Affiliation:
1. Department of Psychiatry and Psychotherapy, Faculty of Medicine, Semmelweis University
2. Department of Psychiatry and Psychotherapy, Medical School, University of Pécs
3. Department of Molecular Biology, Institute of Biochemistry and Molecular Biology, Semmelweis University
4. Institue of Cognitive Neuroscience and Psychology, Research Centre for Natural Sciences, Eötvös Lóránd Research Network
5. Neurobiology of Stress Research Group, Szentágothai János Research Centre, University of Pécs
Abstract
Abstract
Background
A convincing body of research has identified childhood traumatization as an important etiological factor for psychiatric disorders, including adult attention-deficit hyperactivity disorder (aADHD) and borderline personality disorder (BPD).

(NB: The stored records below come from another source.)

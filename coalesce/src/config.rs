//! Recorder configuration.
//!
//! Configuration is fixed when a [`crate::Recorder`] is created and applies
//! to every run it records. It can be built in code, loaded from a JSON file,
//! or assembled from command line flags.
//!
//! ```json
//! { "output_dir": "/var/lib/rickshaw/run-1", "compression": "snappy", "keep_constant_zero": false }
//! ```

use std::fs;
use std::path::{Path, PathBuf};

use serde::{Deserialize, Serialize};

use crate::error::{ConfigError, Result};
use crate::writer::Compression;

/// Configuration shared by every run of a recorder.
#[derive(Debug, Clone, PartialEq, Eq, Serialize, Deserialize)]
#[serde(default)]
pub struct RecorderConfig {
    /// Directory that receives the artifacts of every run.
    pub output_dir: PathBuf,

    /// Compression applied to both the sample stream and the metadata side-car.
    pub compression: Compression,

    /// Keep metrics that only ever reported zero.
    ///
    /// When false (the default), such metrics are pruned at finish unless the
    /// caller asks otherwise for that run.
    pub keep_constant_zero: bool,
}

impl Default for RecorderConfig {
    fn default() -> Self {
        Self {
            output_dir: PathBuf::from("."),
            compression: Compression::None,
            keep_constant_zero: false,
        }
    }
}

impl RecorderConfig {
    /// Creates a configuration writing uncompressed artifacts to `output_dir`.
    pub fn new(output_dir: impl Into<PathBuf>) -> Self {
        Self {
            output_dir: output_dir.into(),
            ..Self::default()
        }
    }

    /// Sets the artifact compression.
    pub fn with_compression(mut self, compression: Compression) -> Self {
        self.compression = compression;
        self
    }

    /// Sets whether constant-zero metrics are kept.
    pub fn with_keep_constant_zero(mut self, keep: bool) -> Self {
        self.keep_constant_zero = keep;
        self
    }

    /// Loads a configuration from a JSON file. Missing fields take defaults.
    ///
    /// # Errors
    ///
    /// Returns [`ConfigError::Read`] or [`ConfigError::Parse`] if the file
    /// cannot be read or parsed.
    pub fn load<P: AsRef<Path>>(path: P) -> Result<Self> {
        let path = path.as_ref();
        let content = fs::read_to_string(path).map_err(|e| ConfigError::Read {
            path: path.to_path_buf(),
            source: e,
        })?;

        let config = serde_json::from_str(&content).map_err(|e| ConfigError::Parse {
            path: path.to_path_buf(),
            source: e,
        })?;

        Ok(config)
    }

    /// Validates the configuration and creates the output directory if needed.
    ///
    /// # Errors
    ///
    /// Returns [`ConfigError::OutputDir`] if the output directory is empty,
    /// is an existing non-directory, or cannot be created.
    pub fn prepare(&self) -> Result<()> {
        let dir = &self.output_dir;
        if dir.as_os_str().is_empty() {
            return Err(ConfigError::OutputDir {
                path: dir.clone(),
                reason: "path is empty".to_string(),
            }
            .into());
        }
        if dir.exists() && !dir.is_dir() {
            return Err(ConfigError::OutputDir {
                path: dir.clone(),
                reason: "exists and is not a directory".to_string(),
            }
            .into());
        }

        fs::create_dir_all(dir).map_err(|e| ConfigError::OutputDir {
            path: dir.clone(),
            reason: e.to_string(),
        })?;

        Ok(())
    }
}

The aim of this study was to examine the psychometric properties of the Hungarian version of the Childhood Trauma Questionnaire Short Form (H-CTQ-SF) and to investigate the differences between patients diagnosed with aADHD and BPD in terms of early traumatization.
Methods
Altogether 765 (mean age = 32.8 years, 67.7% women) patients and control subjects were enrolled from different areas of Hungary. Principal component analysis and confirmatory factor analysis were carried out to explore the factor structure of H-CTQ-SF, and test the validity of the five-factor structure. Discriminative validity was assessed by comparing clinical and non-clinical samples. Subsequently, aADHD and BPD subgroups were compared with healthy controls to test for alterations in aADHD not attributable to comorbid BPD, by excluding comorbid cases. Convergent validity was explored by measuring correlations with subscales of the Personality Inventory for DSM-5 (PID-5).
Results
The five scales of the H-CTQ-SF demonstrated adequate internal consistency and reliability values. The five-factor model fit the 27-item Hungarian version well, after the removal of one item from the physical neglect scale because of its cross loading onto the emotional neglect subscale. The H-CTQ-SF effectively differentiated between the clinical and non-clinical samples. The BPD group showed significant differences in each CTQ domain compared to the healthy control group, while there were no such differences in the aADHD group. All CTQ domains, except for physical abuse, demonstrated medium to high correlations with PID-5 emotional lability, anxiousness, separation insecurity, withdrawal, intimacy avoidance, anhedonia, depressivity, suspiciousness, hostility subscales.
Conclusions
This study provides data about the psychometric properties of the H-CTQ-SF, an easy-to-administer, non-invasive, ethically sound questionnaire. In aADHD patients without comorbid BPD, low levels of traumatization in every CTQ domain are demonstrated comparable to healthy control individuals. Thus, elevated level of traumatization found in former studies of aADHD might be a consequence of comorbid BPD. Our findings also support the role of emotional neglect, emotional abuse and sexual abuse in the development of BPD.